Select from the data all lines with the word "Returns".

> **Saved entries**
+++

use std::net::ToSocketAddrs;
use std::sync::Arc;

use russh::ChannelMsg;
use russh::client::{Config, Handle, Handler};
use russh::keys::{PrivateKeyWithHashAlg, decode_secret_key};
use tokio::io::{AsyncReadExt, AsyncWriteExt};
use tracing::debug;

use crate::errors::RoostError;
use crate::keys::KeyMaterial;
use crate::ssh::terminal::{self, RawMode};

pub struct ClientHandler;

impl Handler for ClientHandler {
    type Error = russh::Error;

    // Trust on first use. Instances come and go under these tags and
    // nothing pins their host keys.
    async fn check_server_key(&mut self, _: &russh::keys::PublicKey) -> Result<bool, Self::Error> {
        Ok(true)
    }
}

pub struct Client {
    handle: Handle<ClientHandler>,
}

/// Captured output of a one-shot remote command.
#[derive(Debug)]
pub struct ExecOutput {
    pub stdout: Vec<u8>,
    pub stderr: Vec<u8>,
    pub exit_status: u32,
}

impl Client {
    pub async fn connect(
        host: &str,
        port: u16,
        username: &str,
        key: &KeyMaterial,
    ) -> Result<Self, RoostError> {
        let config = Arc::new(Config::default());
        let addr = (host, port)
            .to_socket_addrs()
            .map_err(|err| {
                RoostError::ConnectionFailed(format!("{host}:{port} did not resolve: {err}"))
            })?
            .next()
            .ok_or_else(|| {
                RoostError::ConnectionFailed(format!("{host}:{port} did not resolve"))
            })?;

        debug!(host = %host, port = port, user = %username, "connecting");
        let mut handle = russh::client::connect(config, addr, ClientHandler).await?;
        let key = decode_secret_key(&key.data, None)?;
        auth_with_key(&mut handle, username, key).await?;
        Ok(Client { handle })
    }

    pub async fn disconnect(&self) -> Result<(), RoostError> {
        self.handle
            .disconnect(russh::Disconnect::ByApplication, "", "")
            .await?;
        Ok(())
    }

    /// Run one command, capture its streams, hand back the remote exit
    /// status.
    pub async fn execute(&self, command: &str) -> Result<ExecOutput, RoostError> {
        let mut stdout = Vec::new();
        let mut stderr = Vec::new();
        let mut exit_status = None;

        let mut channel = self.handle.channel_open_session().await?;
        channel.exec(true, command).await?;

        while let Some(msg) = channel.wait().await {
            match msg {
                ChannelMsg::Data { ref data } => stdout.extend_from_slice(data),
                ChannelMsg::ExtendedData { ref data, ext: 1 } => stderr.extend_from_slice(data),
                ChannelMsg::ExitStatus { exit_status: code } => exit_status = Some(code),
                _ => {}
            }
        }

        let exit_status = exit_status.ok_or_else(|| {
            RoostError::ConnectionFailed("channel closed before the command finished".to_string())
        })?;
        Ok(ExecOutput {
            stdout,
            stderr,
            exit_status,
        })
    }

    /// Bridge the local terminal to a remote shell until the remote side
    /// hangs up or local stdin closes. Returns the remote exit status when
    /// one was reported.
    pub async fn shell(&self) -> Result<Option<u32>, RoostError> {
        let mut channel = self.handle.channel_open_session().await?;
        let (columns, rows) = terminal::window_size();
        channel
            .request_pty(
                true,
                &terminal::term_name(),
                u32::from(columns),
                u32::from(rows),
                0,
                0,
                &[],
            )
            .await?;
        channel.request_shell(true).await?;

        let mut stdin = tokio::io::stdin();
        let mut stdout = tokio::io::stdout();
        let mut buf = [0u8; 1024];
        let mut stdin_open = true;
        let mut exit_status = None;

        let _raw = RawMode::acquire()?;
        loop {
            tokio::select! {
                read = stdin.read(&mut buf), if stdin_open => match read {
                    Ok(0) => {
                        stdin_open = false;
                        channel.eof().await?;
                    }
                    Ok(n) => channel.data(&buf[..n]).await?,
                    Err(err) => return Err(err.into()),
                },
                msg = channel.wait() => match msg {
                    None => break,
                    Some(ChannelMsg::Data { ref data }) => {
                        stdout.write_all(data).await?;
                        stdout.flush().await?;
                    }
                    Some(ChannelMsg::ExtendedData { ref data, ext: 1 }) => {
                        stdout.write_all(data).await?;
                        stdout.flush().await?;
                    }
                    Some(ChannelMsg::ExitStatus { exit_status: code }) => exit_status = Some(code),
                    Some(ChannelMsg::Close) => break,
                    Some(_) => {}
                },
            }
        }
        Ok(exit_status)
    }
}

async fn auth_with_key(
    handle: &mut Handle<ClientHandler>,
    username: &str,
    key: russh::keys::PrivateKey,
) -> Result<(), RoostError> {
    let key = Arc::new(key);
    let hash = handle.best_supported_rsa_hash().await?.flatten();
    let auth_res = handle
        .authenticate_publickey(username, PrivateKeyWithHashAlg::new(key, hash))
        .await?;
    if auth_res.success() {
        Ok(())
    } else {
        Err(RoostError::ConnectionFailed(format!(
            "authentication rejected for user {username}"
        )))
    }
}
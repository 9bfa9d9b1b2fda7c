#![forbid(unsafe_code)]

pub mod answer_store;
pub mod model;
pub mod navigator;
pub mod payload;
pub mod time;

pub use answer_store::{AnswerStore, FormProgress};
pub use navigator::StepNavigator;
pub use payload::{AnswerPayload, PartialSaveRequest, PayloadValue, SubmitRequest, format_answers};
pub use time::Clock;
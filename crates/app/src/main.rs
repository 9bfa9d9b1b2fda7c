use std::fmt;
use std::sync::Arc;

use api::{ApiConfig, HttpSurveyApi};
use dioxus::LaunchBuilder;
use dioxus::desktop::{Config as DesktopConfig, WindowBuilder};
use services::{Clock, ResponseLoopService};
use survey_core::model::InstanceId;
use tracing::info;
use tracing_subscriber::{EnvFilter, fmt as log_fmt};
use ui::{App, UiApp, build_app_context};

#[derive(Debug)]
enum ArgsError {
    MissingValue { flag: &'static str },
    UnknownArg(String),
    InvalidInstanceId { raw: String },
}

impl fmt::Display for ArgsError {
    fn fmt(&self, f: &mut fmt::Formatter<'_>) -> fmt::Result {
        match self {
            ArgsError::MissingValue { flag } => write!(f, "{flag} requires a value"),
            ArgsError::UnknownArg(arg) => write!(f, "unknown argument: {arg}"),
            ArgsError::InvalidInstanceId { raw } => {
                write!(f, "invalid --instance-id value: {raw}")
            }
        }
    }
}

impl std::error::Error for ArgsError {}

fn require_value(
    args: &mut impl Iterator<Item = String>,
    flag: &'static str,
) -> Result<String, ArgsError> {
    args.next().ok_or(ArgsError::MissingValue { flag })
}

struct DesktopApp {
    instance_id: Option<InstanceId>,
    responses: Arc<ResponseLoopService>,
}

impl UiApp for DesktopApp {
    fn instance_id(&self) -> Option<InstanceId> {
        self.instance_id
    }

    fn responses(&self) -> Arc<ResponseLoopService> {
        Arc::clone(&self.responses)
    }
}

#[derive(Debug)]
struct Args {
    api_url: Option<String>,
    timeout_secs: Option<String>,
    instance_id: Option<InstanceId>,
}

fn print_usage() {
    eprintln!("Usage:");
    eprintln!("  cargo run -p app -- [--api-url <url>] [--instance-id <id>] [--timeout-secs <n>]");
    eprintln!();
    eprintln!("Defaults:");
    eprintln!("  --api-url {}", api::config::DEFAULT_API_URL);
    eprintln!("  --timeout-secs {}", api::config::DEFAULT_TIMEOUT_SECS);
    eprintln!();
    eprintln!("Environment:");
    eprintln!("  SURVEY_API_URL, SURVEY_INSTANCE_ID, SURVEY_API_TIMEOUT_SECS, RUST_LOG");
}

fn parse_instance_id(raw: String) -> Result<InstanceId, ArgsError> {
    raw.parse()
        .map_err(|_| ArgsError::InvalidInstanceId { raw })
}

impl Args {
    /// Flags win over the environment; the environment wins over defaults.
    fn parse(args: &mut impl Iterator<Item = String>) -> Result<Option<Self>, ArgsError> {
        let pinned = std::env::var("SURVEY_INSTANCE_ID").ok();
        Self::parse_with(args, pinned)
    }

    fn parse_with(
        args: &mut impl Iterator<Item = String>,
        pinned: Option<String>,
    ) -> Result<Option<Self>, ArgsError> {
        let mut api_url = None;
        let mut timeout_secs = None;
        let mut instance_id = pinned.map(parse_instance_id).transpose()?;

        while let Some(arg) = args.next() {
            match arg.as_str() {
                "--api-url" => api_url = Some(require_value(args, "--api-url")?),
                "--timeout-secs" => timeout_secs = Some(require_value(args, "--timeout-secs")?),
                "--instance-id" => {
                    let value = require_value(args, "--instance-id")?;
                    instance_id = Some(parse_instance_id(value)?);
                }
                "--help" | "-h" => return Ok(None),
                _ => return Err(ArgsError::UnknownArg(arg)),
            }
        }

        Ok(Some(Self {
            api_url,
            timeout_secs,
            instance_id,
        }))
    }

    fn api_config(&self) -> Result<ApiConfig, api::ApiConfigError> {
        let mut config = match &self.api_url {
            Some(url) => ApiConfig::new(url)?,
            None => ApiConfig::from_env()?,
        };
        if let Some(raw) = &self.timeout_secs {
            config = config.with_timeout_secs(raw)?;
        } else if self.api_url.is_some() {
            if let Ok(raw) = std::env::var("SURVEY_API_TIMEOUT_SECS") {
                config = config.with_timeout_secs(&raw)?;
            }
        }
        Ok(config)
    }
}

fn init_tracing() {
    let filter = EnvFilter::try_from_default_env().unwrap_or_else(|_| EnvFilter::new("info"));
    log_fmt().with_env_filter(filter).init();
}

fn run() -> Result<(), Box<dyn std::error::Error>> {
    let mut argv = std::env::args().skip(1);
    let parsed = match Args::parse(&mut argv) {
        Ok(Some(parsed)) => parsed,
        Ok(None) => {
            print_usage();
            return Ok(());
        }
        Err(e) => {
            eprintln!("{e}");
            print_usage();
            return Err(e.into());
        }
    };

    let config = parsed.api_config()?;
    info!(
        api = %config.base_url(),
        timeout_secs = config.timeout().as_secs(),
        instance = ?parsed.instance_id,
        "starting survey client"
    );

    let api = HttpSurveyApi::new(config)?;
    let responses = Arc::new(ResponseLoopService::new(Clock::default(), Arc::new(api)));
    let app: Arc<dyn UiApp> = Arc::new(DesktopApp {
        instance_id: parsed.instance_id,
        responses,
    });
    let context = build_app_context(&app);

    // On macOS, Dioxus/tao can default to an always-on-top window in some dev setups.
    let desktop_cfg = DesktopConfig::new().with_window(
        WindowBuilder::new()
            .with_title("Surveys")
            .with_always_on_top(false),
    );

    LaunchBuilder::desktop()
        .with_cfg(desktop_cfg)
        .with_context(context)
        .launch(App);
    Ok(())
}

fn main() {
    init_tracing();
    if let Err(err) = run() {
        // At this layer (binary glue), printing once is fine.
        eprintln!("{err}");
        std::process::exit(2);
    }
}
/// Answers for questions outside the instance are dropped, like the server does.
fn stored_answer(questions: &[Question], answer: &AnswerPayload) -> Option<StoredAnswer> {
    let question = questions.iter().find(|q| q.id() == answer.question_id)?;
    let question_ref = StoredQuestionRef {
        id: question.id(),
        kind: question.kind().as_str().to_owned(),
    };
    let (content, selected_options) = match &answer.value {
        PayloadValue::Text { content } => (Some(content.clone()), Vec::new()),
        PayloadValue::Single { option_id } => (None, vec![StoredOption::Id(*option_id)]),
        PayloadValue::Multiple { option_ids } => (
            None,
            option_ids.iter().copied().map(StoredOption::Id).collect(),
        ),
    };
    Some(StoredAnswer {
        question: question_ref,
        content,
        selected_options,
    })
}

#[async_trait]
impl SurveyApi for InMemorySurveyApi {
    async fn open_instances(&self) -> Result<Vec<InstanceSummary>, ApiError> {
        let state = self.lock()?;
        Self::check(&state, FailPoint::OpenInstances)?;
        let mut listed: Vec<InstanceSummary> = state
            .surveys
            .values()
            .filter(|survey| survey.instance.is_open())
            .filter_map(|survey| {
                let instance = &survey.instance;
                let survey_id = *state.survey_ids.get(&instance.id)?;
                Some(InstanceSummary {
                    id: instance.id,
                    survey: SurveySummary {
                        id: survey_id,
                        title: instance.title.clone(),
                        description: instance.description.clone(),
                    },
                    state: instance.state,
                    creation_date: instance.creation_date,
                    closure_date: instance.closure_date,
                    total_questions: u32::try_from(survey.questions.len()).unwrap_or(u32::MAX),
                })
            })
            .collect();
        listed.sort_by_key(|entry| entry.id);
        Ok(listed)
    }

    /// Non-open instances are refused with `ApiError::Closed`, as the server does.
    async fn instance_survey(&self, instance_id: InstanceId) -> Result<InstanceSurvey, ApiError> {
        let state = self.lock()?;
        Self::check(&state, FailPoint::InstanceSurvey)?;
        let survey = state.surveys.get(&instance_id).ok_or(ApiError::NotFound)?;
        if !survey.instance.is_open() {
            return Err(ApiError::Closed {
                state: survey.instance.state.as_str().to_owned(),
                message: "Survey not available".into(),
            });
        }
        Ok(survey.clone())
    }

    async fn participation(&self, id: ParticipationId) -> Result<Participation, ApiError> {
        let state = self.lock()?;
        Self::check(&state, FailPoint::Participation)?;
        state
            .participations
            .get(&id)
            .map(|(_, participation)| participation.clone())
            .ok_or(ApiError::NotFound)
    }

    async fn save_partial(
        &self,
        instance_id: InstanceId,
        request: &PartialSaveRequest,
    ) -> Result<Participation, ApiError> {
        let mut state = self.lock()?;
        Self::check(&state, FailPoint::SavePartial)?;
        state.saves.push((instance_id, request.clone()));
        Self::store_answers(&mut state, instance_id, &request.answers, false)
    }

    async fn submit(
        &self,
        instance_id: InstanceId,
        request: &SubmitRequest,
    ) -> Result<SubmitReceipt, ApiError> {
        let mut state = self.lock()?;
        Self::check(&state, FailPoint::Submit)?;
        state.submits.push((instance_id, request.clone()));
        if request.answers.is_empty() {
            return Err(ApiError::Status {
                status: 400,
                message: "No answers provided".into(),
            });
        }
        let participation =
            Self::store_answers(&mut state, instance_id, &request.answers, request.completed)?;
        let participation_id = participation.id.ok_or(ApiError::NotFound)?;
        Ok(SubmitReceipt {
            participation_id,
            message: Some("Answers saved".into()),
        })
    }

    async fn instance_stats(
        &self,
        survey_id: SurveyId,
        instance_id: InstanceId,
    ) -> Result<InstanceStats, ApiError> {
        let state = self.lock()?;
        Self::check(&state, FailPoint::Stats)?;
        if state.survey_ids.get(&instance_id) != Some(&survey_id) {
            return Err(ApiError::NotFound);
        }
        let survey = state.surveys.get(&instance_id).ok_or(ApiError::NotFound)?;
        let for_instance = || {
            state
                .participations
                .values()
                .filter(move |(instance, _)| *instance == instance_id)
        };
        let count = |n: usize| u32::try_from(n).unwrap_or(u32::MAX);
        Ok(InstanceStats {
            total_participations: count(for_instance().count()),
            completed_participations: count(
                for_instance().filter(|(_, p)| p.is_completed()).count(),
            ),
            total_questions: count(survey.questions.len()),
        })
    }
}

+++

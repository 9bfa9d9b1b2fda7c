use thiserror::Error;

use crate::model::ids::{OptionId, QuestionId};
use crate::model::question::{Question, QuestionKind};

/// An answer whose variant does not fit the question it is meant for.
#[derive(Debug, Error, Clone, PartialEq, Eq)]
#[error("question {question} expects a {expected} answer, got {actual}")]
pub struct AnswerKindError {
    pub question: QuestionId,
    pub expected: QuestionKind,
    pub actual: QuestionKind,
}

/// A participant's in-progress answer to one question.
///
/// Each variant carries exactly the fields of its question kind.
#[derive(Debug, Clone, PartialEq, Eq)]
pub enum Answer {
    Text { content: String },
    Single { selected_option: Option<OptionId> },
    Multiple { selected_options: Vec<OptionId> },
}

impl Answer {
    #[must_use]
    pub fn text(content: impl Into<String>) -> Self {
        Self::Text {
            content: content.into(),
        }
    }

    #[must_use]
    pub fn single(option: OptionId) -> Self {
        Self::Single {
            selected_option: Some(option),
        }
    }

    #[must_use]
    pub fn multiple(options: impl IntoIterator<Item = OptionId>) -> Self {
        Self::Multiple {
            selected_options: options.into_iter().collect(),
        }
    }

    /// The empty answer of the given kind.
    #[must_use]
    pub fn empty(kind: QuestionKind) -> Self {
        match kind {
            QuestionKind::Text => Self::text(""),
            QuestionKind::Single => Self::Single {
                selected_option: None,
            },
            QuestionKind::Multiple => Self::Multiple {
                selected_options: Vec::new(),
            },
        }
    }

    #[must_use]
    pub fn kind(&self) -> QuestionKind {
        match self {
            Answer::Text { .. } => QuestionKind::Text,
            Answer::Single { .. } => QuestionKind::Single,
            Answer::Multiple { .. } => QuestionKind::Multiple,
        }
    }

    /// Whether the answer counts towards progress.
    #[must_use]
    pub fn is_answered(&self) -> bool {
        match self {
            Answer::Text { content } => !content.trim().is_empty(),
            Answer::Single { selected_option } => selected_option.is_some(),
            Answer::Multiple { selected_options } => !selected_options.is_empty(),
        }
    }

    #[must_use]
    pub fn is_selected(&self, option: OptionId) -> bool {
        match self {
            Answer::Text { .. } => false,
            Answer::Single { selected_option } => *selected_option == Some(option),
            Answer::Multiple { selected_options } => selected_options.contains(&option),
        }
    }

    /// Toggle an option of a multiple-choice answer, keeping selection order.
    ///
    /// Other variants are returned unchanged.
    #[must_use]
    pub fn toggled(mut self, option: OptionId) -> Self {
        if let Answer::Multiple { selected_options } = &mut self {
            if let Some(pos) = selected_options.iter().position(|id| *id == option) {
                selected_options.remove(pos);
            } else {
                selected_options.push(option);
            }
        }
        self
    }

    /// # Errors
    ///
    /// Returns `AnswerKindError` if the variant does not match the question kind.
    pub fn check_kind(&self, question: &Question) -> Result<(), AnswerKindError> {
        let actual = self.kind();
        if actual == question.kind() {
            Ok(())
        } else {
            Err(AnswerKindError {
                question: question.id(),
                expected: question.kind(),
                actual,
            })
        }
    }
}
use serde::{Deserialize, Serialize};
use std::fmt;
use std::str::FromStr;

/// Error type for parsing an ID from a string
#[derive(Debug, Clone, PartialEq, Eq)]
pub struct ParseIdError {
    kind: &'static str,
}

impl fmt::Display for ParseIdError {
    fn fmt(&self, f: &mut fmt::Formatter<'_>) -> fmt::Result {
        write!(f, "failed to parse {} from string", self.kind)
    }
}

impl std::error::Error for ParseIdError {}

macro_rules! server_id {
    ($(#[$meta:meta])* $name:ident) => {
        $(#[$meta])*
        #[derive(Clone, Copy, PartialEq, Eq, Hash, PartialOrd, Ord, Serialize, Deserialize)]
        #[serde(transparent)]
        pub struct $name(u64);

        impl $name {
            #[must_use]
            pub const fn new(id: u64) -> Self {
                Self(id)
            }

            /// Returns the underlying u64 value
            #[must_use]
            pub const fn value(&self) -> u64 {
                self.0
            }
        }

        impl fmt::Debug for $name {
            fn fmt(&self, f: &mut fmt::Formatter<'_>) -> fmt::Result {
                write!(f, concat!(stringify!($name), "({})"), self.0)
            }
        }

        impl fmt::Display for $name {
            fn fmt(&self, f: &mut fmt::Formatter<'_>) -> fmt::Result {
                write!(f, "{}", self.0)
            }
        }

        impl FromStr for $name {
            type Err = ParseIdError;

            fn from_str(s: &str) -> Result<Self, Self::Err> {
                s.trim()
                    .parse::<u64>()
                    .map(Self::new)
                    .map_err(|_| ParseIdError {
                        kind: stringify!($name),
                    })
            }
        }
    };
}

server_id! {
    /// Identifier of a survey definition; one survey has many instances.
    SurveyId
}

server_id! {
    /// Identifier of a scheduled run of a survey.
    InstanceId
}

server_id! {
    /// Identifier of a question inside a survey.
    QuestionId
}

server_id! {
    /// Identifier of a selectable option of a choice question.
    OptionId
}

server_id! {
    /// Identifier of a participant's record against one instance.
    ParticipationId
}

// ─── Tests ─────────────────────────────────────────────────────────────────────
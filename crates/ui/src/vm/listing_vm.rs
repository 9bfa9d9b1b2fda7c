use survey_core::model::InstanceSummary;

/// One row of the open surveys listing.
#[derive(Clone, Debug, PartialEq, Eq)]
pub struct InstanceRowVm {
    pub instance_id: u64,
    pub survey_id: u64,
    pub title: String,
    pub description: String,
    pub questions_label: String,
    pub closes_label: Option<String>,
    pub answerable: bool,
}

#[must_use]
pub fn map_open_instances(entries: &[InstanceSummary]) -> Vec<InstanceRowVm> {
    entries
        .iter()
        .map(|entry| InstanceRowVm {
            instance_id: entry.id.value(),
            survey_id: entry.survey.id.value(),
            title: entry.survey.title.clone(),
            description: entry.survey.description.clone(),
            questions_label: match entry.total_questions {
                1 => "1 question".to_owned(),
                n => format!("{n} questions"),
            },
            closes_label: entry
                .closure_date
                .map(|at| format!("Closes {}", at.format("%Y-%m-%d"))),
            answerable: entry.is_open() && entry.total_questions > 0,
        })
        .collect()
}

+++

> **Answer for the task**
    /// hangs up or local stdin closes. Returns the remote exit status when
    /// Returns `AnswerKindError` if the variant does not match the question kind.
            /// Returns the underlying u64 value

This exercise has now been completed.